Everyone knows--or thinks he knows--about Judy's lamentable luck with the men and the money that got away, and the booze and the pills that didn't. Now, they whisper, here's little Liza, with a marriage shattered by her all-consuming drive to become a superstar. And here, too, is Liza in Australia, playing pals with a prime minister, and here is Liza in some smoke-filled Parisian den of iniquity, hobnobbing with barons and such. Apparently, Pookie Adams, the sweetly melancholy misfit of "The Sterile Cuckoo," has been replaced by a heartless hoyden dancing atop a table, drink in hand and devil-may care look in her brown eyes.
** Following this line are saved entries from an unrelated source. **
//! Parser for logic program text.
//!
//! This module is organized into submodules by parsing category:
//! - `term`: Terms (arithmetic, functions, tuples, intervals)
//! - `statement`: Rules, literals and directives
//! - `theory`: Theory atoms, theory terms and `#theory` definitions

mod statement;
mod term;
mod theory;

use crate::ast::*;
use crate::error::{ParseError, ParseResult};
use crate::lexer::{Lexer, Token, TokenKind};

// ==================== PARSER STATE ====================

/// Parser state.
///
/// Comments are split off the token stream on construction and remembered
/// with the index of the token that follows them.
pub struct Parser {
    tokens: Vec<Token>,
    comments: Vec<(usize, Comment)>,
    eof: Token,
    pos: usize,
}

impl Parser {
    /// Create a new parser from source text.
    pub fn new(input: &str) -> ParseResult<Self> {
        let mut tokens = Vec::new();
        let mut comments = Vec::new();
        for token in Lexer::new(input).tokenize()? {
            match token.kind {
                TokenKind::Comment { text, block } => comments.push((
                    tokens.len(),
                    Comment {
                        text,
                        block,
                        span: token.span,
                    },
                )),
                _ => tokens.push(token),
            }
        }
        let eof = tokens
            .last()
            .cloned()
            .unwrap_or_else(|| Token::eof(input.len(), 1, 1));
        Ok(Self {
            tokens,
            comments,
            eof,
            pos: 0,
        })
    }
}

// ==================== TOKEN HELPERS ====================

impl Parser {
    pub(crate) fn peek(&self) -> &Token {
        self.tokens.get(self.pos).unwrap_or(&self.eof)
    }

    pub(crate) fn peek_at(&self, offset: usize) -> &Token {
        self.tokens.get(self.pos + offset).unwrap_or(&self.eof)
    }

    pub(crate) fn advance(&mut self) -> Token {
        let token = self.peek().clone();
        if self.pos < self.tokens.len() {
            self.pos += 1;
        }
        token
    }

    pub(crate) fn check(&self, kind: &TokenKind) -> bool {
        std::mem::discriminant(&self.peek().kind) == std::mem::discriminant(kind)
    }

    pub(crate) fn eat(&mut self, kind: &TokenKind) -> bool {
        if self.check(kind) {
            self.advance();
            true
        } else {
            false
        }
    }

    pub(crate) fn expect(&mut self, kind: &TokenKind) -> ParseResult<Token> {
        if self.check(kind) {
            Ok(self.advance())
        } else {
            Err(self.unexpected(kind.name()))
        }
    }

    pub(crate) fn expect_ident(&mut self) -> ParseResult<String> {
        match self.peek().kind.clone() {
            TokenKind::Ident(name) => {
                self.advance();
                Ok(name)
            }
            _ => Err(self.unexpected("identifier")),
        }
    }

    pub(crate) fn expect_number(&mut self) -> ParseResult<i64> {
        match self.peek().kind {
            TokenKind::Number(n) => {
                self.advance();
                Ok(n)
            }
            _ => Err(self.unexpected("number")),
        }
    }

    /// Error for the current token not being `expected`.
    pub(crate) fn unexpected(&self, expected: &str) -> ParseError {
        let token = self.peek();
        ParseError::unexpected(token.span, expected, token.kind.name())
    }

    pub(crate) fn span_from(&self, start: Span) -> Span {
        let end_token = if self.pos > 0 {
            &self.tokens[self.pos - 1]
        } else {
            self.peek()
        };
        Span::new(start.start, end_token.span.end, start.line, start.column)
    }

    /// Whether the current token directly follows the previous one.
    pub(crate) fn is_adjacent(&self) -> bool {
        self.pos > 0 && self.tokens[self.pos - 1].span.end == self.peek().span.start
    }
}

// ==================== PROGRAMS ====================

impl Parser {
    /// Parse statements until end of input.
    ///
    /// Comments between statements become statements of their own; a comment
    /// inside a statement is emitted right before that statement.
    pub fn parse_program(&mut self) -> ParseResult<Vec<Statement>> {
        let mut statements = Vec::new();
        let mut next_comment = 0;

        loop {
            while next_comment < self.comments.len() && self.comments[next_comment].0 <= self.pos
            {
                statements.push(Statement::Comment(self.comments[next_comment].1.clone()));
                next_comment += 1;
            }
            if self.check(&TokenKind::Eof) {
                break;
            }

            let statement = self.parse_statement()?;
            while next_comment < self.comments.len() && self.comments[next_comment].0 < self.pos {
                statements.push(Statement::Comment(self.comments[next_comment].1.clone()));
                next_comment += 1;
            }
            statements.push(statement);
        }

        Ok(statements)
    }
}

// ==================== PUBLIC API ====================

/// Parse a whole program.
pub fn parse_program(input: &str) -> ParseResult<Vec<Statement>> {
    Parser::new(input)?.parse_program()
}

/// Parse a single term, e.g. the value of a constant definition.
pub fn parse_term(input: &str) -> ParseResult<Term> {
    let mut parser = Parser::new(input)?;
    let term = parser.parse_term()?;
    if !parser.check(&TokenKind::Eof) {
        return Err(parser.unexpected("end of input"));
    }
    Ok(term)
}

// ==================== TESTS ====================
"A bottle of Grand Marnier!" Liza gasps, her eyes more enormous than ever. "Are you crazed? That's absolutely insane! Why, I don't even enjoy drinking. Oh, I may have one on occasion..."

"One bottle?"

This question turns Liza's frown upside down. "Haaahhhh!" she shrieks, patting me on the back. "I like that. One bottle; that's funny. Grand Marnier is a cordial--so sweet that nobody could drink more than one or two glasses a day. But you know, I've had the feeling these past few days in New York that I'm so disappointing. I must be truly boring to people who are looking for dirt. Probably, if I suddenly decided to run stark naked down the street, screaming at the top of my lungs, they'd all say..."

"You're drunk."

"No, not that I'm drunk," she says, giving me a playful jab on the arm. "They'd say, 'There, see...see, we told you about her.' Dammit, it really does make me mad! So mad that I think I'll just have myself a Grand Marnier."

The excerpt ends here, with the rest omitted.